Henry II developed the practice of sending judges from his own central court to hear the various disputes throughout the country. His judges would resolve disputes on an ad hoc basis according to what they interpreted the customs to be. The king’s judges would then return to London and often discuss their cases and the decisions they made with the other judges. These decisions would be recorded and filed. In time, a rule, known as stare decisis (also commonly known as precedent) developed, whereby a judge would be bound to follow the decision of an earlier judge; he was required to adopt the earlier judge’s interpretation of the law and apply the same principles promulgated by that earlier judge if the two cases had similar facts to one another. Once judges began to regard each other’s decisions to be binding precedent, the pre-Norman system of local customs and law varying in each locality was replaced by a system that was (at least in theory, though not always in practice) common throughout the whole country, hence the name “common law.”
Common Law Sources
Everything we have seen so far helps us understand that one of the main differences between Common Law and our legal system is in the sources of law.
The Spanish legal system, as European continental law, is a system based fundamentally on written law. On the contrary, the main source of law in Common Law systems is different.
As you know, the sources of Spanish Law, according to article 1.1 of the Civil
Code are: law, custom and general principles of Law. Since the integration of Spain into the European Union (1 January 1986), the Treaties constituting the European Community have also formed part of our legal system. However, all lawyers know that the effective role of custom and general principles of law is very limited. On the other hand, as far as jurisprudence is concerned, only that emanating from the Supreme Court and the Constitutional Court has binding force for the other courts and is considered to create rules when interpreting legislation.
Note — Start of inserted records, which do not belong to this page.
//! Billing error types

use thiserror::Error;

pub type BillingResult<T> = Result<T, BillingError>;

/// Errors surfaced by the billing core.
///
/// Validation errors (`UnknownPlan`, `SubscriptionNotFound`) are returned
/// before any row is written, so retrying them is side-effect free.
/// `ConcurrentModification` is transient and retried internally with bounded
/// backoff before it reaches a caller.
#[derive(Debug, Error)]
pub enum BillingError {
    #[error("database error: {0}")]
    Database(String),

    #[error("subscription not found: {0}")]
    SubscriptionNotFound(String),

    #[error("no transaction found for payment {0}")]
    TransactionNotFound(String),

    #[error("payment not found: {0}")]
    PaymentNotFound(String),

    #[error("unknown plan '{0}'")]
    UnknownPlan(String),

    #[error("invalid state: {0}")]
    InvalidState(String),

    #[error("concurrent modification: {0}")]
    ConcurrentModification(String),

    #[error("already applied: {0}")]
    AlreadyApplied(String),

    #[error("invalid input: {0}")]
    InvalidInput(String),

    #[error("configuration error: {0}")]
    Config(String),

    #[error("internal error: {0}")]
    Internal(String),
}

impl From<sqlx::Error> for BillingError {
    fn from(err: sqlx::Error) -> Self {
        BillingError::Database(err.to_string())
    }
}

impl BillingError {
    /// Whether the error is a transient lock race worth retrying.
    pub fn is_retryable(&self) -> bool {
        matches!(self, BillingError::ConcurrentModification(_))
    }
}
Anglo-Saxon law, for its part, is said to be a system based on custom, tradition and judicial decisions. In practice, there are two main creative sources of law in such systems:
1. Statute law.
2. Judge-made law, also called common law in a narrower sense, as we have seen before).
Although Anglo-Saxon countries consider Common Law (in the sense of the law emanating from the courts) as their main source of law, today the legislative law made up of the laws emanating from their corresponding legislative bodies is gaining more and more weight, although the rules coming from Common Law are still in force in everything that has not been expressly repealed by the legislature. In other words, the law also has primacy in these systems over the jurisprudence of the courts.
The main legislative body in the United Kingdom is the Parliament. Laws emanating from the British Parliament are referred to as Statutes or Acts of Parliament, while those promulgated by the government or local entities in the exercise of delegated legislation are referred to as ministerial orders or local by-laws, among others.
In the United States, Congress is the highest legislative authority and is responsible for enacting Federal Acts, while the States are responsible for enacting State Acts. The matters on which Congress and the States may legislate are regulated and compartmentalised in Article 3 of the Constitution of the United States.
It should be remembered at this point that the US Constitution, like our own, is a written rule (written or enacted, which could be translated as "sanctioned" or "formally promulgated"), whereas in the United Kingdom there is an unwritten Constitution (unenacted) composed of a set of rules or principles that have not been embodied in a written document. One of these principles, coined over time by judges and doctrine, is that of the supremacy of Parliament (parliamentary supremacy; also called parliamentary sovereignty), which gives rise to its laws, by virtue of this supremacy, having a higher rank than the law emanating from the courts and prevailing in case of conflict.
In relation to judge-made law, it must be said that it arises from the judiciary (known as The Bench in the United Kingdom, which is the generic name given to courts of justice). Jurisprudence is nothing other than rulings made by the courts in the resolution of cases brought before them. In them they interpret in a certain way the laws as well as the custom or the uses and principles of the Law. In Anglo-Saxon law, unlike continental law, case law has a binding character, i.e. the judges of the lower courts must follow the criterion set by the case law of the higher courts on a matter. It is what is known as judicial precedent or precedent.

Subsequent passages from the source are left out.